### Prompt
Exactly the lines from the start of the data below through the line containing "acquire and release." must be returned, and no others.

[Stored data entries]
◆ ◆ ◆ ◆ ◆ ◆ ◆

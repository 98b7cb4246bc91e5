//! Scriptable collaborators for tests and the demo binary.

use crate::calls::{
    CallDependencies, CallManager, InMemoryCallHistory, MediaDeviceController, MediaError,
    MediaHandle, NegotiationEngine, NegotiationError, NegotiationObserver, RemoteDescriptor,
    SignalingChannel, SignalingError, Tone, TonePlayer,
};
use crate::config::CallManagerConfig;
use crate::loopback::LoopbackRelay;
use async_trait::async_trait;
use callcore::{
    CallState, CameraFacing, MediaKind, OutboundSignal, ParticipantId, SessionId, StateChange,
};
use std::collections::HashMap;
use std::sync::atomic::{AtomicBool, AtomicU64, AtomicUsize, Ordering};
use std::sync::{Arc, Mutex};
use std::time::Duration;
use tokio::sync::mpsc;

/// Camera/microphone stand-in that counts every acquire and release.
#[derive(Debug, Default)]
pub struct MockMediaDevices {
    next_id: AtomicU64,
    acquired: AtomicUsize,
    released: AtomicUsize,
    reservations: AtomicUsize,
    cancelled_reservations: AtomicUsize,
    live: Mutex<HashMap<u64, MediaHandle>>,
    muted: Mutex<HashMap<u64, bool>>,
    video_enabled: Mutex<HashMap<u64, bool>>,
    deny_permission: AtomicBool,
    fail_switch: AtomicBool,
    acquire_delay: Mutex<Option<Duration>>,
}

impl MockMediaDevices {
    pub fn new() -> Arc<Self> {
        Arc::new(Self::default())
    }

    /// Every later acquire fails with [`MediaError::PermissionDenied`].
    pub fn deny_permission(&self) {
        self.deny_permission.store(true, Ordering::SeqCst);
    }

    pub fn fail_switch(&self) {
        self.fail_switch.store(true, Ordering::SeqCst);
    }

    /// Make acquisition take `delay` before answering.
    pub fn set_acquire_delay(&self, delay: Duration) {
        *self.acquire_delay.lock().unwrap() = Some(delay);
    }

    pub fn acquire_count(&self) -> usize {
        self.acquired.load(Ordering::SeqCst)
    }

    pub fn release_count(&self) -> usize {
        self.released.load(Ordering::SeqCst)
    }

    pub fn reservation_count(&self) -> usize {
        self.reservations.load(Ordering::SeqCst)
    }

    pub fn cancelled_reservation_count(&self) -> usize {
        self.cancelled_reservations.load(Ordering::SeqCst)
    }

    pub fn live_handles(&self) -> usize {
        self.live.lock().unwrap().len()
    }

    /// The most recently opened handle that is still live.
    pub fn live_handle(&self) -> Option<MediaHandle> {
        self.live
            .lock()
            .unwrap()
            .values()
            .max_by_key(|handle| handle.id)
            .cloned()
    }

    pub fn is_muted(&self, handle: &MediaHandle) -> bool {
        self.muted
            .lock()
            .unwrap()
            .get(&handle.id)
            .copied()
            .unwrap_or(false)
    }

    pub fn is_video_enabled(&self, handle: &MediaHandle) -> bool {
        self.video_enabled
            .lock()
            .unwrap()
            .get(&handle.id)
            .copied()
            .unwrap_or(handle.kind.is_video())
    }

    fn open(&self, kind: MediaKind, facing: CameraFacing) -> MediaHandle {
        let id = self.next_id.fetch_add(1, Ordering::SeqCst) + 1;
        let handle = MediaHandle { id, kind, facing };
        self.live.lock().unwrap().insert(id, handle.clone());
        self.acquired.fetch_add(1, Ordering::SeqCst);
        handle
    }

    fn check_live(&self, handle: &MediaHandle) -> Result<(), MediaError> {
        if self.live.lock().unwrap().contains_key(&handle.id) {
            Ok(())
        } else {
            Err(MediaError::DeviceUnavailable(format!(
                "handle {} is not live",
                handle.id
            )))
        }
    }
}

#[async_trait]
impl MediaDeviceController for MockMediaDevices {
    fn reserve(&self, _kind: MediaKind) {
        self.reservations.fetch_add(1, Ordering::SeqCst);
    }

    fn cancel_reservation(&self) {
        self.cancelled_reservations.fetch_add(1, Ordering::SeqCst);
    }

    async fn acquire(
        &self,
        kind: MediaKind,
        facing: CameraFacing,
    ) -> Result<MediaHandle, MediaError> {
        let delay = *self.acquire_delay.lock().unwrap();
        if let Some(delay) = delay {
            tokio::time::sleep(delay).await;
        }
        if self.deny_permission.load(Ordering::SeqCst) {
            return Err(MediaError::PermissionDenied);
        }
        Ok(self.open(kind, facing))
    }

    fn release(&self, handle: &MediaHandle) {
        if self.live.lock().unwrap().remove(&handle.id).is_some() {
            self.released.fetch_add(1, Ordering::SeqCst);
        }
    }

    fn set_muted(&self, handle: &MediaHandle, muted: bool) -> Result<(), MediaError> {
        self.check_live(handle)?;
        self.muted.lock().unwrap().insert(handle.id, muted);
        Ok(())
    }

    fn set_video_enabled(&self, handle: &MediaHandle, enabled: bool) -> Result<(), MediaError> {
        self.check_live(handle)?;
        self.video_enabled.lock().unwrap().insert(handle.id, enabled);
        Ok(())
    }

    async fn switch_facing(&self, handle: &MediaHandle) -> Result<MediaHandle, MediaError> {
        self.check_live(handle)?;
        if self.fail_switch.load(Ordering::SeqCst) {
            return Err(MediaError::DeviceUnavailable("no other camera".into()));
        }
        self.release(handle);
        Ok(self.open(handle.kind, handle.facing.opposite()))
    }
}

/// Negotiation engine driven by the test.
#[derive(Debug, Default)]
pub struct MockNegotiationEngine {
    auto_connect: AtomicBool,
    fail_start: AtomicBool,
    observers: Mutex<HashMap<SessionId, NegotiationObserver>>,
    started: Mutex<Vec<RemoteDescriptor>>,
    stopped: Mutex<Vec<SessionId>>,
    replaced: AtomicUsize,
}

impl MockNegotiationEngine {
    /// Reports `connected` as soon as it is started.
    pub fn auto_connecting() -> Arc<Self> {
        let engine = Self::default();
        engine.auto_connect.store(true, Ordering::SeqCst);
        Arc::new(engine)
    }

    /// Waits for [`connect`](Self::connect) / [`fail`](Self::fail).
    pub fn manual() -> Arc<Self> {
        Arc::new(Self::default())
    }

    pub fn fail_start(&self) {
        self.fail_start.store(true, Ordering::SeqCst);
    }

    pub fn connect(&self, call_id: &SessionId) {
        if let Some(observer) = self.observer(call_id) {
            observer.connected();
        }
    }

    pub fn fail(&self, call_id: &SessionId, reason: &str) {
        if let Some(observer) = self.observer(call_id) {
            observer.failed(NegotiationError::Failed(reason.to_string()));
        }
    }

    pub fn drop_connection(&self, call_id: &SessionId) {
        if let Some(observer) = self.observer(call_id) {
            observer.connection_lost();
        }
    }

    pub fn started(&self) -> Vec<RemoteDescriptor> {
        self.started.lock().unwrap().clone()
    }

    pub fn stopped(&self) -> Vec<SessionId> {
        self.stopped.lock().unwrap().clone()
    }

    pub fn replaced_count(&self) -> usize {
        self.replaced.load(Ordering::SeqCst)
    }

    fn observer(&self, call_id: &SessionId) -> Option<NegotiationObserver> {
        self.observers.lock().unwrap().get(call_id).cloned()
    }
}

#[async_trait]
impl NegotiationEngine for MockNegotiationEngine {
    async fn start(
        &self,
        _local: &MediaHandle,
        remote: &RemoteDescriptor,
        observer: NegotiationObserver,
    ) -> Result<(), NegotiationError> {
        if self.fail_start.load(Ordering::SeqCst) {
            return Err(NegotiationError::Failed("engine refused to start".into()));
        }
        self.started.lock().unwrap().push(remote.clone());
        if self.auto_connect.load(Ordering::SeqCst) {
            observer.connected();
        }
        self.observers
            .lock()
            .unwrap()
            .insert(remote.call_id.clone(), observer);
        Ok(())
    }

    fn replace_local(&self, _call_id: &SessionId, _local: &MediaHandle) {
        self.replaced.fetch_add(1, Ordering::SeqCst);
    }

    fn stop(&self, call_id: &SessionId) {
        self.observers.lock().unwrap().remove(call_id);
        self.stopped.lock().unwrap().push(call_id.clone());
    }
}

/// Signaling channel that records what was sent, optionally passing it on.
#[derive(Default)]
pub struct RecordingSignaling {
    sent: Mutex<Vec<OutboundSignal>>,
    disconnected: AtomicBool,
    forward: Option<Arc<dyn SignalingChannel>>,
}

impl RecordingSignaling {
    pub fn new() -> Arc<Self> {
        Arc::new(Self::default())
    }

    pub fn forwarding(inner: Arc<dyn SignalingChannel>) -> Arc<Self> {
        Arc::new(Self {
            forward: Some(inner),
            ..Self::default()
        })
    }

    /// Every later send fails with [`SignalingError::ChannelDisconnected`].
    pub fn disconnect(&self) {
        self.disconnected.store(true, Ordering::SeqCst);
    }

    pub fn sent(&self) -> Vec<OutboundSignal> {
        self.sent.lock().unwrap().clone()
    }

    pub fn sent_events(&self) -> Vec<&'static str> {
        self.sent
            .lock()
            .unwrap()
            .iter()
            .map(OutboundSignal::event_name)
            .collect()
    }

    pub fn clear(&self) {
        self.sent.lock().unwrap().clear();
    }
}

#[async_trait]
impl SignalingChannel for RecordingSignaling {
    async fn send(&self, signal: OutboundSignal) -> Result<(), SignalingError> {
        if self.disconnected.load(Ordering::SeqCst) {
            return Err(SignalingError::ChannelDisconnected);
        }
        self.sent.lock().unwrap().push(signal.clone());
        match &self.forward {
            Some(inner) => inner.send(signal).await,
            None => Ok(()),
        }
    }
}

/// Tone player that records play/silence calls.
#[derive(Debug, Default)]
pub struct RecordingTonePlayer {
    events: Mutex<Vec<Option<Tone>>>,
    playing: Mutex<Option<Tone>>,
}

impl RecordingTonePlayer {
    pub fn new() -> Arc<Self> {
        Arc::new(Self::default())
    }

    pub fn playing(&self) -> Option<Tone> {
        *self.playing.lock().unwrap()
    }

    /// Tones started so far, in order.
    pub fn played(&self) -> Vec<Tone> {
        self.events.lock().unwrap().iter().flatten().copied().collect()
    }
}

impl TonePlayer for RecordingTonePlayer {
    fn play(&self, tone: Tone) {
        self.events.lock().unwrap().push(Some(tone));
        *self.playing.lock().unwrap() = Some(tone);
    }

    fn silence(&self) {
        self.events.lock().unwrap().push(None);
        *self.playing.lock().unwrap() = None;
    }
}

/// Long enough for any configured timer to fire under paused time.
const WAIT: Duration = Duration::from_secs(120);

/// A manager wired to mocks, plus its notification stream.
pub struct TestPeer {
    pub manager: CallManager,
    pub media: Arc<MockMediaDevices>,
    pub engine: Arc<MockNegotiationEngine>,
    pub signaling: Arc<RecordingSignaling>,
    pub tones: Arc<RecordingTonePlayer>,
    pub history: InMemoryCallHistory,
    pub changes: mpsc::UnboundedReceiver<StateChange>,
}

impl TestPeer {
    pub fn spawn(local: &str) -> Self {
        Self::with_config(local, CallManagerConfig::default())
    }

    pub fn with_config(local: &str, config: CallManagerConfig) -> Self {
        Self::with_engine(local, config, MockNegotiationEngine::auto_connecting())
    }

    pub fn with_engine(
        local: &str,
        config: CallManagerConfig,
        engine: Arc<MockNegotiationEngine>,
    ) -> Self {
        Self::build(local, config, engine, RecordingSignaling::new())
    }

    /// A peer whose signals go through `relay`.
    pub fn on_relay(relay: &LoopbackRelay, local: &str, config: CallManagerConfig) -> Self {
        let channel = Arc::new(relay.channel_for(ParticipantId::new(local)));
        let peer = Self::build(
            local,
            config,
            MockNegotiationEngine::auto_connecting(),
            RecordingSignaling::forwarding(channel),
        );
        relay.attach(peer.manager.clone());
        peer
    }

    fn build(
        local: &str,
        config: CallManagerConfig,
        engine: Arc<MockNegotiationEngine>,
        signaling: Arc<RecordingSignaling>,
    ) -> Self {
        let media = MockMediaDevices::new();
        let tones = RecordingTonePlayer::new();
        let history = InMemoryCallHistory::new();
        let manager = CallManager::spawn(
            ParticipantId::new(local),
            config,
            CallDependencies {
                signaling: signaling.clone(),
                media: media.clone(),
                engine: engine.clone(),
                tones: tones.clone(),
                history: Arc::new(history.clone()),
            },
        );
        let changes = manager.subscribe();
        Self {
            manager,
            media,
            engine,
            signaling,
            tones,
            history,
            changes,
        }
    }

    /// Next notification; panics if none arrives.
    pub async fn next_change(&mut self) -> StateChange {
        tokio::time::timeout(WAIT, self.changes.recv())
            .await
            .expect("timed out waiting for a state change")
            .expect("notification stream closed")
    }

    /// Assert the next notification is `expected`.
    pub async fn expect_state(&mut self, expected: CallState) -> StateChange {
        let change = self.next_change().await;
        assert_eq!(change.state, expected, "unexpected transition: {change:?}");
        change
    }

    /// Skip notifications until one reaches `expected`.
    pub async fn wait_for_state(&mut self, expected: CallState) -> StateChange {
        loop {
            let change = self.next_change().await;
            if change.state == expected {
                return change;
            }
        }
    }

    /// Assert no notification is pending.
    pub fn assert_quiet(&mut self) {
        if let Ok(change) = self.changes.try_recv() {
            panic!("unexpected state change: {change:?}");
        }
    }
}
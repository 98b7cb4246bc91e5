use super::error::{CallError, MediaError};
use super::media::MediaHandle;
use super::negotiation::NegotiationEvent;
use callcore::{CallSession, CameraFacing, InboundSignal, MediaKind, ParticipantId, SessionId};
use tokio::sync::oneshot;

// --- Commands from the CallManager handle to the actor ---
#[derive(Debug)]
pub enum ManagerCommand {
    StartCall {
        remote: ParticipantId,
        media_kind: MediaKind,
        reply: oneshot::Sender<Result<SessionId, CallError>>,
    },
    AcceptIncoming {
        reply: oneshot::Sender<()>,
    },
    RejectIncoming {
        reply: oneshot::Sender<()>,
    },
    CancelOutgoing {
        reply: oneshot::Sender<()>,
    },
    EndActive {
        reply: oneshot::Sender<()>,
    },
    ToggleMute {
        reply: oneshot::Sender<Result<bool, CallError>>,
    },
    ToggleVideo {
        reply: oneshot::Sender<Result<bool, CallError>>,
    },
    SwitchCamera {
        reply: oneshot::Sender<Result<CameraFacing, CallError>>,
    },
    Inbound(InboundSignal),
    ChannelDisconnected,
    ChannelConnected,
    Snapshot {
        reply: oneshot::Sender<Option<CallSession>>,
    },
    Shutdown {
        reply: oneshot::Sender<()>,
    },
}

// --- Completions the actor schedules for itself ---
#[derive(Debug)]
pub enum InternalEvent {
    MediaAcquired {
        session_id: SessionId,
        result: Result<MediaHandle, MediaError>,
    },
    Negotiation {
        session_id: SessionId,
        event: NegotiationEvent,
    },
    RingTimeout {
        session_id: SessionId,
    },
    ConnectTimeout {
        session_id: SessionId,
    },
}
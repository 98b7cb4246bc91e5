//! Signaling transport adapter.
//!
//! The manager talks to the counterpart service through [`SignalingChannel`].
//! [`JsonSignalingChannel`] turns outbound signals into text frames for a
//! socket writer, and [`pump_frames`] feeds a socket reader back into the
//! manager.

use super::error::{CallError, SignalingError};
use super::manager::CallManager;
use async_trait::async_trait;
use callcore::{InboundSignal, OutboundSignal};
use log::{debug, warn};
use tokio::sync::mpsc;

#[async_trait]
pub trait SignalingChannel: Send + Sync {
    async fn send(&self, signal: OutboundSignal) -> Result<(), SignalingError>;
}

/// What a socket reader hands up.
#[derive(Debug, Clone, PartialEq, Eq)]
pub enum TransportFrame {
    Text(String),
    Opened,
    Closed,
}

/// Encodes outbound signals to JSON text frames.
#[derive(Debug, Clone)]
pub struct JsonSignalingChannel {
    frames: mpsc::UnboundedSender<String>,
}

impl JsonSignalingChannel {
    /// Returns the channel and the receiving end the socket writer drains.
    pub fn open() -> (Self, mpsc::UnboundedReceiver<String>) {
        let (frames, rx) = mpsc::unbounded_channel();
        (Self { frames }, rx)
    }
}

#[async_trait]
impl SignalingChannel for JsonSignalingChannel {
    async fn send(&self, signal: OutboundSignal) -> Result<(), SignalingError> {
        let text = signal.encode()?;
        debug!(target: "Calls/Signaling", "--> {text}");
        self.frames
            .send(text)
            .map_err(|_| SignalingError::ChannelDisconnected)
    }
}

/// Decode transport frames into manager calls until the transport or the
/// manager goes away. Undecodable frames are logged and dropped.
pub async fn pump_frames(mut frames: mpsc::UnboundedReceiver<TransportFrame>, manager: CallManager) {
    while let Some(frame) = frames.recv().await {
        let delivered: Result<(), CallError> = match frame {
            TransportFrame::Text(text) => match InboundSignal::decode(&text) {
                Ok(signal) => {
                    debug!(target: "Calls/Signaling", "<-- {}", signal.event_name());
                    manager.deliver(signal)
                }
                Err(e) => {
                    warn!(target: "Calls/Signaling", "Dropping undecodable frame: {e}");
                    continue;
                }
            },
            TransportFrame::Opened => manager.channel_connected(),
            TransportFrame::Closed => manager.channel_disconnected(),
        };
        if delivered.is_err() {
            debug!(target: "Calls/Signaling", "Manager stopped, no longer pumping frames");
            break;
        }
    }
}
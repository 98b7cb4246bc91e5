use callcore::{CallDirection, CameraFacing};
use serde::{Deserialize, Serialize};
use std::time::Duration;

/// Configuration for the call manager.
#[derive(Debug, Clone, PartialEq, Eq, Serialize, Deserialize)]
#[serde(default)]
pub struct CallManagerConfig {
    /// Ring window in seconds before an unanswered call gives up.
    pub ring_timeout_secs: u64,
    /// Extra seconds the caller waits beyond the ring window, so the callee's
    /// own timeout normally ends the call first.
    pub outgoing_ring_grace_secs: u64,
    /// Bound in seconds on media acquisition plus negotiation.
    pub connect_timeout_secs: u64,
    /// Camera used when acquiring video.
    pub default_facing: CameraFacing,
}

impl Default for CallManagerConfig {
    fn default() -> Self {
        Self {
            ring_timeout_secs: 45,
            outgoing_ring_grace_secs: 5,
            connect_timeout_secs: 30,
            default_facing: CameraFacing::Front,
        }
    }
}

impl CallManagerConfig {
    /// Parse a JSON document; missing fields keep their defaults.
    pub fn from_json(text: &str) -> Result<Self, serde_json::Error> {
        serde_json::from_str(text)
    }

    pub fn ring_window(&self, direction: CallDirection) -> Duration {
        match direction {
            CallDirection::Incoming => Duration::from_secs(self.ring_timeout_secs),
            CallDirection::Outgoing => {
                Duration::from_secs(self.ring_timeout_secs + self.outgoing_ring_grace_secs)
            }
        }
    }

    pub fn connect_window(&self) -> Duration {
        Duration::from_secs(self.connect_timeout_secs)
    }
}
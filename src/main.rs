use call_coordinator::calls::{
    CallDependencies, CallManager, InMemoryCallHistory, LogTonePlayer,
};
use call_coordinator::config::CallManagerConfig;
use call_coordinator::loopback::LoopbackRelay;
use call_coordinator::test_utils::{MockMediaDevices, MockNegotiationEngine};
use callcore::{CallState, MediaKind, NotificationHandler, ParticipantId, StateChange};
use chrono::Local;
use clap::{Parser, ValueEnum};
use log::{error, info};
use std::path::PathBuf;
use std::sync::Arc;
use std::time::Duration;
use tokio::sync::mpsc;

// Plays a call between two in-process participants over a loopback relay.
//
// Usage:
//   cargo run                              # alice calls bob, bob answers
//   cargo run -- reject                    # bob declines
//   cargo run -- timeout --ring-timeout 3  # nobody answers
//   cargo run -- deny                      # bob's camera is blocked
//   cargo run -- glare                     # both call each other at once

#[derive(Debug, Clone, Copy, PartialEq, Eq, ValueEnum)]
enum Scenario {
    Answer,
    Reject,
    Timeout,
    Deny,
    Glare,
}

#[derive(Debug, Parser)]
#[command(about = "Call session coordinator demo")]
struct Args {
    #[arg(value_enum, default_value = "answer")]
    scenario: Scenario,

    /// JSON file with a CallManagerConfig.
    #[arg(short, long)]
    config: Option<PathBuf>,

    /// Override the ring window in seconds.
    #[arg(long)]
    ring_timeout: Option<u64>,

    /// How long an answered call stays up, in seconds.
    #[arg(long, default_value_t = 2)]
    talk: u64,

    /// Place an audio-only call.
    #[arg(long)]
    audio: bool,
}

struct LogNotifications(&'static str);

impl NotificationHandler for LogNotifications {
    fn handle_state_change(&self, change: &StateChange) {
        match change.outcome {
            Some(outcome) => info!(
                "[{}] #{} {} -> {} ({})",
                self.0,
                change.sequence,
                change.session_id,
                change.state,
                outcome.label()
            ),
            None => info!(
                "[{}] #{} {} -> {}",
                self.0, change.sequence, change.session_id, change.state
            ),
        }
    }
}

struct Participant {
    manager: CallManager,
    media: Arc<MockMediaDevices>,
    history: InMemoryCallHistory,
    changes: mpsc::UnboundedReceiver<StateChange>,
}

impl Participant {
    fn join(relay: &LoopbackRelay, name: &'static str, config: &CallManagerConfig) -> Self {
        let media = MockMediaDevices::new();
        let history = InMemoryCallHistory::new();
        let manager = CallManager::spawn(
            ParticipantId::new(name),
            config.clone(),
            CallDependencies {
                signaling: Arc::new(relay.channel_for(ParticipantId::new(name))),
                media: media.clone(),
                engine: MockNegotiationEngine::auto_connecting(),
                tones: Arc::new(LogTonePlayer),
                history: Arc::new(history.clone()),
            },
        );
        manager.add_handler(Arc::new(LogNotifications(name)));
        let changes = manager.subscribe();
        relay.attach(manager.clone());
        Self {
            manager,
            media,
            history,
            changes,
        }
    }

    async fn wait_for(&mut self, state: CallState) -> anyhow::Result<()> {
        while let Some(change) = self.changes.recv().await {
            if change.state == state {
                return Ok(());
            }
        }
        anyhow::bail!("{} stopped before reaching {state}", self.manager.local_participant())
    }
}

fn main() {
    let args = Args::parse();

    env_logger::Builder::from_env(env_logger::Env::default().default_filter_or("info"))
        .format(|buf, record| {
            use std::io::Write;
            writeln!(
                buf,
                "{} [{:<5}] [{}] - {}",
                Local::now().format("%H:%M:%S"),
                record.level(),
                record.target(),
                record.args()
            )
        })
        .init();

    let rt = tokio::runtime::Builder::new_multi_thread()
        .enable_all()
        .build()
        .expect("Failed to build tokio runtime");

    rt.block_on(async {
        tokio::select! {
            result = run(args) => {
                if let Err(e) = result {
                    error!("Demo failed: {e:#}");
                }
            }
            _ = tokio::signal::ctrl_c() => info!("Interrupted"),
        }
    });
}

fn load_config(args: &Args) -> anyhow::Result<CallManagerConfig> {
    let mut config = match &args.config {
        Some(path) => CallManagerConfig::from_json(&std::fs::read_to_string(path)?)?,
        None => CallManagerConfig::default(),
    };
    if let Some(secs) = args.ring_timeout {
        config.ring_timeout_secs = secs;
    }
    Ok(config)
}

async fn run(args: Args) -> anyhow::Result<()> {
    let config = load_config(&args)?;
    info!("Running {:?} with {config:?}", args.scenario);

    let relay = LoopbackRelay::new();
    let mut alice = Participant::join(&relay, "alice", &config);
    let mut bob = Participant::join(&relay, "bob", &config);
    let kind = if args.audio {
        MediaKind::Audio
    } else {
        MediaKind::Video
    };

    match args.scenario {
        Scenario::Answer | Scenario::Deny => {
            if args.scenario == Scenario::Deny {
                bob.media.deny_permission();
            }
            alice.manager.start_call(ParticipantId::new("bob"), kind).await?;
            bob.wait_for(CallState::IncomingRinging).await?;
            bob.manager.accept_incoming().await?;
            if args.scenario == Scenario::Answer {
                alice.wait_for(CallState::Active).await?;
                tokio::time::sleep(Duration::from_secs(args.talk)).await;
                alice.manager.end_active().await?;
            }
        }
        Scenario::Reject => {
            alice.manager.start_call(ParticipantId::new("bob"), kind).await?;
            bob.wait_for(CallState::IncomingRinging).await?;
            bob.manager.reject_incoming().await?;
        }
        Scenario::Timeout => {
            alice.manager.start_call(ParticipantId::new("bob"), kind).await?;
        }
        Scenario::Glare => {
            relay.hold();
            alice.manager.start_call(ParticipantId::new("bob"), kind).await?;
            bob.manager.start_call(ParticipantId::new("alice"), kind).await?;
            relay.flush();
            alice.wait_for(CallState::Active).await?;
            bob.wait_for(CallState::Active).await?;
            tokio::time::sleep(Duration::from_secs(args.talk)).await;
            alice.manager.end_active().await?;
        }
    }

    alice.wait_for(CallState::Idle).await?;
    bob.wait_for(CallState::Idle).await?;

    for participant in [&alice, &bob] {
        participant.manager.shutdown().await?;
        for record in participant.history.records() {
            println!("{}", serde_json::to_string_pretty(&record)?);
        }
        info!(
            "{}: {} acquired, {} released",
            participant.manager.local_participant(),
            participant.media.acquire_count(),
            participant.media.release_count()
        );
    }
    Ok(())
}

◆ ◆ ◆ ◆ ◆ ◆ ◆

### Solution
repository 98b7cb4246bc91e5
//! Scriptable collaborators for tests and the demo binary.

use crate::calls::{
    CallDependencies, CallManager, InMemoryCallHistory, MediaDeviceController, MediaError,
    MediaHandle, NegotiationEngine, NegotiationError, NegotiationObserver, RemoteDescriptor,
    SignalingChannel, SignalingError, Tone, TonePlayer,
};
use crate::config::CallManagerConfig;
use crate::loopback::LoopbackRelay;
use async_trait::async_trait;
use callcore::{
    CallState, CameraFacing, MediaKind, OutboundSignal, ParticipantId, SessionId, StateChange,
};
use std::collections::HashMap;
use std::sync::atomic::{AtomicBool, AtomicU64, AtomicUsize, Ordering};
use std::sync::{Arc, Mutex};
use std::time::Duration;
use tokio::sync::mpsc;

/// Camera/microphone stand-in that counts every acquire and release.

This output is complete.